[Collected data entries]
________________________________________

//! # Quiet-Hours Gate
//! Classifies each outbound payload as "deliver now" or "queue until the
//! window closes". The gate is a plain state machine driven by synthetic
//! `now` values, so it is testable without any timer.
//!
//! Delivery-failure requeues re-enter the same queue, so a failed payload
//! shows up again in the next flush instead of vanishing.

use chrono::{DateTime, Timelike, Utc};
use serde::{Deserialize, Serialize};
use std::collections::VecDeque;

use crate::notify::NotificationPayload;

/// Wall-clock do-not-disturb window at hour granularity.
/// `start_hour > end_hour` means the window wraps past midnight.
#[derive(Debug, Clone, Copy, Serialize, Deserialize, PartialEq, Eq)]
pub struct QuietWindow {
    pub start_hour: u32,
    pub end_hour: u32,
}

impl QuietWindow {
    pub fn new(start_hour: u32, end_hour: u32) -> Self {
        Self {
            start_hour: start_hour % 24,
            end_hour: end_hour % 24,
        }
    }

    /// Membership in `[start, end)` on a 24h clock, wrapping at midnight.
    pub fn contains(&self, now: DateTime<Utc>) -> bool {
        let h = now.hour();
        if self.start_hour == self.end_hour {
            // Degenerate zero-length window: never quiet.
            return false;
        }
        if self.start_hour < self.end_hour {
            self.start_hour <= h && h < self.end_hour
        } else {
            h >= self.start_hour || h < self.end_hour
        }
    }
}

/// What `submit` decided for a payload.
#[derive(Debug, PartialEq, Eq)]
pub enum GateAction {
    DeliverNow,
    Queued,
}

/// Gate state plus the pending queue; serialized as a whole so queued
/// payloads survive restarts.
#[derive(Debug, Clone, Serialize, Deserialize, Default)]
pub struct QuietGate {
    window: Option<QuietWindow>,
    pending: VecDeque<NotificationPayload>,
    was_quiet: bool,
}

impl QuietGate {
    pub fn new(window: Option<QuietWindow>) -> Self {
        Self {
            window,
            pending: VecDeque::new(),
            was_quiet: false,
        }
    }

    /// Reconfiguring hours never reorders or drops already-queued items.
    pub fn set_window(&mut self, window: Option<QuietWindow>) {
        self.window = window;
    }

    pub fn window(&self) -> Option<QuietWindow> {
        self.window
    }

    pub fn pending_len(&self) -> usize {
        self.pending.len()
    }

    pub fn is_quiet(&self, now: DateTime<Utc>) -> bool {
        self.window.map(|w| w.contains(now)).unwrap_or(false)
    }

    /// Queue the payload if inside the window, otherwise hand it back for
    /// immediate delivery. Manual checks skip the gate entirely and never
    /// call this.
    pub fn submit(&mut self, payload: NotificationPayload, now: DateTime<Utc>) -> GateAction {
        if self.is_quiet(now) {
            self.pending.push_back(payload);
            GateAction::Queued
        } else {
            GateAction::DeliverNow
        }
    }

    /// Put a payload whose delivery failed back at the end of the queue.
    pub fn requeue(&mut self, payload: NotificationPayload) {
        self.pending.push_back(payload);
    }

    /// Front-load requeue preserving the original relative order of a
    /// partially delivered flush.
    pub fn requeue_front(&mut self, payloads: Vec<NotificationPayload>) {
        for p in payloads.into_iter().rev() {
            self.pending.push_front(p);
        }
    }

    /// Called once per scheduler cycle. Drains the queue, in insertion
    /// order, whenever the current time is outside the window. The edge
    /// case this covers beyond the plain true-to-false transition: requeued
    /// delivery failures and a restart after the window already closed.
    pub fn tick(&mut self, now: DateTime<Utc>) -> Vec<NotificationPayload> {
        let quiet = self.is_quiet(now);
        let flushed = if !quiet && !self.pending.is_empty() {
            self.pending.drain(..).collect()
        } else {
            Vec::new()
        };
        if self.was_quiet != quiet {
            tracing::info!(quiet, flushed = flushed.len(), "quiet window edge");
        }
        self.was_quiet = quiet;
        flushed
    }
}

________________________________________

■ **Task brief**: Word for word, write out every record.

■ **Written response**:
//! # Quiet-Hours Gate
//! Classifies each outbound payload as "deliver now" or "queue until the
//! window closes". The gate is a plain state machine driven by synthetic
//! `now` values, so it is testable without any timer.
//!
//! Delivery-failure requeues re-enter the same queue, so a failed payload
//! shows up again in the next flush instead of vanishing.

use chrono::{DateTime, Timelike, Utc};
use serde::{Deserialize, Serialize};
use std::collections::VecDeque;

use crate::notify::NotificationPayload;

/// Wall-clock do-not-disturb window at hour granularity.
/// `start_hour > end_hour` means the window wraps past midnight.
#[derive(Debug, Clone, Copy, Serialize, Deserialize, PartialEq, Eq)]
pub struct QuietWindow {
    pub start_hour: u32,
    pub end_hour: u32,
}

impl QuietWindow {
    pub fn new(start_hour: u32, end_hour: u32) -> Self {
        Self {
            start_hour: start_hour % 24,
            end_hour: end_hour % 24,
        }
    }

    /// Membership in `[start, end)` on a 24h clock, wrapping at midnight.
    pub fn contains(&self, now: DateTime<Utc>) -> bool {
        let h = now.hour();
        if self.start_hour == self.end_hour {
            // Degenerate zero-length window: never quiet.
            return false;
        }
        if self.start_hour < self.end_hour {
            self.start_hour <= h && h < self.end_hour
        } else {
            h >= self.start_hour || h < self.end_hour
        }
    }
}

/// What `submit` decided for a payload.
#[derive(Debug, PartialEq, Eq)]
pub enum GateAction {
    DeliverNow,
    Queued,
}

/// Gate state plus the pending queue; serialized as a whole so queued
/// payloads survive restarts.
#[derive(Debug, Clone, Serialize, Deserialize, Default)]
pub struct QuietGate {
    window: Option<QuietWindow>,
    pending: VecDeque<NotificationPayload>,
    was_quiet: bool,
}

impl QuietGate {
    pub fn new(window: Option<QuietWindow>) -> Self {
        Self {
            window,
            pending: VecDeque::new(),
            was_quiet: false,
        }
    }

    /// Reconfiguring hours never reorders or drops already-queued items.
    pub fn set_window(&mut self, window: Option<QuietWindow>) {
        self.window = window;
    }

    pub fn window(&self) -> Option<QuietWindow> {
        self.window
    }

    pub fn pending_len(&self) -> usize {
        self.pending.len()
    }

    pub fn is_quiet(&self, now: DateTime<Utc>) -> bool {
        self.window.map(|w| w.contains(now)).unwrap_or(false)
    }

    /// Queue the payload if inside the window, otherwise hand it back for
    /// immediate delivery. Manual checks skip the gate entirely and never
    /// call this.
    pub fn submit(&mut self, payload: NotificationPayload, now: DateTime<Utc>) -> GateAction {
        if self.is_quiet(now) {
            self.pending.push_back(payload);
            GateAction::Queued
        } else {
            GateAction::DeliverNow
        }
    }

    /// Put a payload whose delivery failed back at the end of the queue.
    pub fn requeue(&mut self, payload: NotificationPayload) {
        self.pending.push_back(payload);
    }

    /// Front-load requeue preserving the original relative order of a
    /// partially delivered flush.
    pub fn requeue_front(&mut self, payloads: Vec<NotificationPayload>) {
        for p in payloads.into_iter().rev() {
            self.pending.push_front(p);
        }
    }

    /// Called once per scheduler cycle. Drains the queue, in insertion
    /// order, whenever the current time is outside the window. The edge
    /// case this covers beyond the plain true-to-false transition: requeued
    /// delivery failures and a restart after the window already closed.
    pub fn tick(&mut self, now: DateTime<Utc>) -> Vec<NotificationPayload> {
        let quiet = self.is_quiet(now);
        let flushed = if !quiet && !self.pending.is_empty() {
            self.pending.drain(..).collect()
        } else {
            Vec::new()
        };
        if self.was_quiet != quiet {
            tracing::info!(quiet, flushed = flushed.len(), "quiet window edge");
        }
        self.was_quiet = quiet;
        flushed
    }
}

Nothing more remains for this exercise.